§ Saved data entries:

——

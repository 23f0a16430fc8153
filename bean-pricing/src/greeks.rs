//! Position value and finite-difference Greeks.
//!
//! Every sensitivity is a symmetric bump of [`pv`], so futures, perpetuals
//! and options share one code path:
//!
//! | Greek   | bump                               | units            |
//! |---------|------------------------------------|------------------|
//! | delta   | spot and forward ±0.5%             | underlying coin  |
//! | gamma   | delta at spot and forward ±0.5%    | underlying coin  |
//! | vega    | vol ±0.005                         | quote coin       |
//! | theta   | `asof` + 1 day                     | quote coin       |

use bean_core::contract::Position;
use chrono::{DateTime, Duration, Utc};
use serde::{Deserialize, Serialize};
use std::collections::BTreeMap;

use crate::black76::{VOL_BUMP, forward_option_price};

/// Relative spot/forward bump for delta and gamma.
pub const SPOT_BUMP: f64 = 0.005;

/// Inverse futures pay `CONTRACT_SIZE` USD per contract.
pub const CONTRACT_SIZE: f64 = 10.0;

/// Bucket name for the spot part of [`bucket_delta`].
pub const CASH_BUCKET: &str = "CASH";

/// Market state a position is valued against.
#[derive(Debug, Clone, Copy, PartialEq, Serialize, Deserialize)]
pub struct MarketInputs {
    /// Underlying spot price
    pub spot: f64,
    /// Forward price of the contract's expiry
    pub forward: f64,
    /// Lognormal volatility
    pub vol: f64,
}

impl MarketInputs {
    /// Creates market inputs.
    #[must_use]
    pub const fn new(spot: f64, forward: f64, vol: f64) -> Self {
        Self { spot, forward, vol }
    }

    /// Spot and forward both scaled by `factor`.
    #[must_use]
    pub fn scaled(self, factor: f64) -> Self {
        Self {
            spot: self.spot * factor,
            forward: self.forward * factor,
            ..self
        }
    }

    /// Spot scaled by `factor`, forward unchanged.
    #[must_use]
    pub fn spot_scaled(self, factor: f64) -> Self {
        Self {
            spot: self.spot * factor,
            ..self
        }
    }

    /// Volatility shifted by `shift`.
    #[must_use]
    pub fn vol_shifted(self, shift: f64) -> Self {
        Self {
            vol: self.vol + shift,
            ..self
        }
    }
}

/// Present value in quote coin.
///
/// Options are marked net of the premium paid (`price` is in coin); futures,
/// perpetuals and indices as inverse contracts of [`CONTRACT_SIZE`] USD.
#[must_use]
pub fn pv(position: &Position, asof: DateTime<Utc>, market: &MarketInputs) -> f64 {
    let contract = &position.contract;
    if contract.is_option() {
        let days = contract.expiry_days(asof);
        let value = forward_option_price(
            days,
            contract.strike(),
            market.forward,
            market.vol,
            contract.call_put(),
        ) * market.spot
            / market.forward;
        value * position.quantity - position.price * market.spot * position.quantity
    } else {
        (1.0 / position.price - 1.0 / market.forward)
            * market.spot
            * position.quantity
            * CONTRACT_SIZE
    }
}

/// Value change for a one point vol move.
#[must_use]
pub fn vega(position: &Position, asof: DateTime<Utc>, market: &MarketInputs) -> f64 {
    pv(position, asof, &market.vol_shifted(VOL_BUMP)) - pv(position, asof, &market.vol_shifted(-VOL_BUMP))
}

/// Equivalent holding of the underlying coin.
#[must_use]
pub fn delta(position: &Position, asof: DateTime<Utc>, market: &MarketInputs) -> f64 {
    let fiat = (pv(position, asof, &market.scaled(1.0 + SPOT_BUMP))
        - pv(position, asof, &market.scaled(1.0 - SPOT_BUMP)))
        * 100.0;
    fiat / market.spot
}

/// Delta change across a 1% spot move.
#[must_use]
pub fn gamma(position: &Position, asof: DateTime<Utc>, market: &MarketInputs) -> f64 {
    delta(position, asof, &market.scaled(1.0 + SPOT_BUMP))
        - delta(position, asof, &market.scaled(1.0 - SPOT_BUMP))
}

/// One day of time decay.
#[must_use]
pub fn theta(position: &Position, asof: DateTime<Utc>, market: &MarketInputs) -> f64 {
    pv(position, asof + Duration::days(1), market) - pv(position, asof, market)
}

/// Delta split into spot exposure ([`CASH_BUCKET`]) and exposure to the
/// underlying future, keyed by the future's name.
#[must_use]
pub fn bucket_delta(
    position: &Position,
    asof: DateTime<Utc>,
    market: &MarketInputs,
) -> BTreeMap<String, f64> {
    let total = (pv(position, asof, &market.scaled(1.0 + SPOT_BUMP))
        - pv(position, asof, &market.scaled(1.0 - SPOT_BUMP)))
        * 100.0;
    let spot = (pv(position, asof, &market.spot_scaled(1.0 + SPOT_BUMP))
        - pv(position, asof, &market.spot_scaled(1.0 - SPOT_BUMP)))
        * 100.0;

    let mut buckets = BTreeMap::new();
    buckets.insert(CASH_BUCKET.to_string(), spot / market.spot);
    buckets.insert(
        position.contract.under_future().name(),
        (total - spot) / market.spot,
    );
    buckets
}
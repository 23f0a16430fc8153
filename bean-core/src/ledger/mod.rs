//! Account ledger.
//!
//! # Types
//!
//! - [`Portfolio`] - Balances, locked collateral and contract positions

mod portfolio;

pub use portfolio::Portfolio;
//! In-memory historical data.

use bean_core::data::{OrderBookSeries, Transactions};
use bean_core::error::DataError;
use bean_core::traits::HistoricalDataProvider;
use bean_core::types::Pair;
use chrono::{DateTime, Utc};
use std::collections::HashMap;
use tracing::debug;

/// Provider over series held in memory.
///
/// Queries clip to the requested window and cut every snapshot to `depth`
/// levels. Unknown pairs yield empty results.
#[derive(Debug, Clone, Default)]
pub struct InMemoryProvider {
    order_books: HashMap<Pair, OrderBookSeries>,
    transactions: HashMap<Pair, Transactions>,
}

impl InMemoryProvider {
    /// Creates an empty provider.
    #[must_use]
    pub fn new() -> Self {
        Self::default()
    }

    /// Adds the order book series of `pair`, replacing any previous one.
    #[must_use]
    pub fn with_order_books(mut self, pair: Pair, series: OrderBookSeries) -> Self {
        self.insert_order_books(pair, series);
        self
    }

    /// Adds the tape of `pair`, replacing any previous one.
    #[must_use]
    pub fn with_transactions(mut self, pair: Pair, transactions: Transactions) -> Self {
        self.insert_transactions(pair, transactions);
        self
    }

    /// Sets the order book series of `pair`.
    pub fn insert_order_books(&mut self, pair: Pair, series: OrderBookSeries) {
        self.order_books.insert(pair, series);
    }

    /// Sets the tape of `pair`. The tape is sorted on insert.
    pub fn insert_transactions(&mut self, pair: Pair, transactions: Transactions) {
        self.transactions.insert(pair, transactions.sorted());
    }

    /// Pairs with any stored data.
    #[must_use]
    pub fn pairs(&self) -> Vec<Pair> {
        let mut pairs: Vec<Pair> = self
            .order_books
            .keys()
            .chain(self.transactions.keys())
            .copied()
            .collect();
        pairs.sort();
        pairs.dedup();
        pairs
    }
}

impl HistoricalDataProvider for InMemoryProvider {
    fn order_book_series(
        &self,
        pair: Pair,
        start: DateTime<Utc>,
        end: DateTime<Utc>,
        depth: usize,
    ) -> Result<OrderBookSeries, DataError> {
        let series = self
            .order_books
            .get(&pair)
            .map(|s| s.window(start, end).truncated(depth))
            .unwrap_or_default();
        debug!(pair = %pair, snapshots = series.len(), "Order book series loaded");
        Ok(series)
    }

    fn transactions(
        &self,
        pair: Pair,
        start: DateTime<Utc>,
        end: DateTime<Utc>,
    ) -> Result<Transactions, DataError> {
        let tape: Transactions = self
            .transactions
            .get(&pair)
            .map(|tape| {
                tape.iter()
                    .filter(|t| t.timestamp >= start && t.timestamp <= end)
                    .cloned()
                    .collect()
            })
            .unwrap_or_default();
        debug!(pair = %pair, transactions = tape.len(), "Transactions loaded");
        Ok(tape)
    }
}
//! Backtest error types.

use bean_core::error::{DataError, ExchangeError, PairError};
use bean_core::types::Pair;
use thiserror::Error;

/// Backtest error type.
#[derive(Error, Debug)]
pub enum BacktestError {
    /// An action named an exchange that is not simulated
    #[error("[Backtest] unknown exchange: {0}")]
    UnknownExchange(String),

    /// No data was loaded for a pair
    #[error("[Backtest] unknown pair: {0}")]
    UnknownPair(Pair),

    /// Invalid run parameters
    #[error("[Backtest] invalid configuration: {0}")]
    InvalidConfig(String),

    /// Historical data could not be loaded
    #[error("[Backtest] data error: {0}")]
    Data(#[from] DataError),

    /// Pair metadata lookup failed
    #[error("[Backtest] {0}")]
    Pair(#[from] PairError),

    /// Exchange refused an operation
    #[error("[Backtest] {0}")]
    Exchange(#[from] ExchangeError),
}
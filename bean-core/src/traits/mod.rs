//! Seams between strategies, exchanges and data sources.
//!
//! - [`Exchange`] - Implemented by live venue clients and the simulator
//! - [`Strategy`] - Emits [`TradeAction`]s each tick
//! - [`HistoricalDataProvider`] - Recorded books and trades for replay

mod exchange;
mod provider;
mod strategy;

pub use exchange::{Exchange, ExchangeViews};
pub use provider::HistoricalDataProvider;
pub use strategy::{Strategy, TimedAction, TradeAction};
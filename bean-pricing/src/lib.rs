//! # Bean Pricing
//!
//! Option valuation for the bean backtester and risk tools.
//!
//! This crate provides:
//! - Black-76 forward pricing and a Newton implied volatility solver
//! - Finite-difference Greeks and bucket delta for contract positions
//! - Portfolio risk and the spot-shock risk ladder

#![warn(missing_docs)]
#![warn(clippy::all)]
#![warn(clippy::pedantic)]
#![allow(clippy::missing_errors_doc)]
#![allow(clippy::missing_panics_doc)]
#![allow(clippy::module_name_repetitions)]
#![allow(clippy::cast_precision_loss)]
#![allow(clippy::float_cmp)]
#![allow(clippy::similar_names)]

/// Black-76 pricing and implied volatility
pub mod black76;

/// Pricing extensions on contracts
pub mod contract;

/// Pricing errors
pub mod error;

/// Position value and Greeks
pub mod greeks;

/// Portfolio risk
pub mod risk;

/// Prelude module for convenient imports
pub mod prelude {
    pub use crate::black76::*;
    pub use crate::contract::*;
    pub use crate::error::*;
    pub use crate::greeks::*;
    pub use crate::risk::*;
}
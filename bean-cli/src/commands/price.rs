//! Price command implementation.
//!
//! Prices a European option on a forward with Black-76, or solves the vol
//! from a quoted premium, and reports the bumped Greeks of a position.

use std::sync::Arc;

use anyhow::{Result, bail};
use chrono::{Duration, Utc};
use clap::{Args, ValueEnum};
use serde::Serialize;
use tracing::warn;

use bean_core::contract::{CallPut, Contract, Position};
use bean_core::types::{Coin, Pair};
use bean_pricing::black76::{forward_option_price, implied_vol};
use bean_pricing::greeks::{MarketInputs, delta, gamma, theta, vega};
use bean_telemetry::spans::pricing_span;

/// Arguments for the price command
#[derive(Args, Debug)]
pub struct PriceArgs {
    /// Days to expiry
    #[arg(long)]
    pub days: i64,

    /// Strike price
    #[arg(long)]
    pub strike: f64,

    /// Forward price of the underlying
    #[arg(long)]
    pub forward: f64,

    /// Volatility, e.g. 0.5 for 50%; ignored when --premium is given
    #[arg(long)]
    pub vol: Option<f64>,

    /// Option side
    #[arg(long, value_enum)]
    pub call_put: OptionSide,

    /// Quoted premium in quote currency; solves for implied vol
    #[arg(long)]
    pub premium: Option<f64>,

    /// Spot price, defaults to the forward
    #[arg(long)]
    pub spot: Option<f64>,

    /// Position size in contracts for the Greeks
    #[arg(long, default_value_t = 1.0)]
    pub quantity: f64,

    /// Print JSON instead of text
    #[arg(long)]
    pub json: bool,
}

/// Option side flag values
#[derive(Debug, Clone, Copy, PartialEq, Eq, ValueEnum)]
pub enum OptionSide {
    /// Call
    Call,
    /// Put
    Put,
}

impl From<OptionSide> for CallPut {
    fn from(side: OptionSide) -> Self {
        match side {
            OptionSide::Call => Self::Call,
            OptionSide::Put => Self::Put,
        }
    }
}

/// Pricing output.
#[derive(Debug, Clone, Serialize)]
struct Quote {
    contract: String,
    spot: f64,
    forward: f64,
    vol: f64,
    implied: bool,
    premium: f64,
    delta: f64,
    gamma: f64,
    vega: f64,
    theta: f64,
}

/// Run the price command.
pub fn run(args: &PriceArgs) -> Result<()> {
    let quote = quote(args)?;
    if args.json {
        println!("{}", serde_json::to_string_pretty(&quote)?);
    } else {
        println!("contract  {}", quote.contract);
        println!("spot      {:.4}", quote.spot);
        println!("forward   {:.4}", quote.forward);
        println!("vol       {:.6}{}", quote.vol, if quote.implied { " (implied)" } else { "" });
        println!("premium   {:.6}", quote.premium);
        println!("delta     {:.6}", quote.delta);
        println!("gamma     {:.6}", quote.gamma);
        println!("vega      {:.6}", quote.vega);
        println!("theta     {:.6}", quote.theta);
    }
    Ok(())
}

fn quote(args: &PriceArgs) -> Result<Quote> {
    if args.days < 0 {
        bail!("days must not be negative, got {}", args.days);
    }
    if args.strike <= 0.0 || args.forward <= 0.0 {
        bail!("strike and forward must be positive");
    }
    let spot = args.spot.unwrap_or(args.forward);
    let call_put = CallPut::from(args.call_put);

    let asof = Utc::now();
    let contract = Contract::option(
        Pair::new(Coin::Btc, Coin::Usd),
        asof + Duration::days(args.days),
        args.strike,
        call_put,
    );
    let _span = pricing_span(&contract.name()).entered();

    let (vol, implied) = match (args.premium, args.vol) {
        (Some(premium), _) => {
            let vol = implied_vol(args.days, args.strike, spot, args.forward, premium, call_put);
            if vol.is_nan() {
                warn!(premium, "Implied vol did not converge");
            }
            (vol, true)
        }
        (None, Some(vol)) => (vol, false),
        (None, None) => bail!("either --vol or --premium is required"),
    };

    let premium =
        forward_option_price(args.days, args.strike, args.forward, vol, call_put) * spot / args.forward;
    let position = Position::new(Arc::new(contract), args.quantity, 0.0);
    let market = MarketInputs::new(spot, args.forward, vol);

    Ok(Quote {
        contract: position.contract.name(),
        spot,
        forward: args.forward,
        vol,
        implied,
        premium,
        delta: delta(&position, asof, &market),
        gamma: gamma(&position, asof, &market),
        vega: vega(&position, asof, &market),
        theta: theta(&position, asof, &market),
    })
}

——

§ Directions:
Where a line in the entries holds the word "factor", copy that line.

§ Task result:
    /// Spot and forward both scaled by `factor`.
    pub fn scaled(self, factor: f64) -> Self {
            spot: self.spot * factor,
            forward: self.forward * factor,
    /// Spot scaled by `factor`, forward unchanged.
    pub fn spot_scaled(self, factor: f64) -> Self {
            spot: self.spot * factor,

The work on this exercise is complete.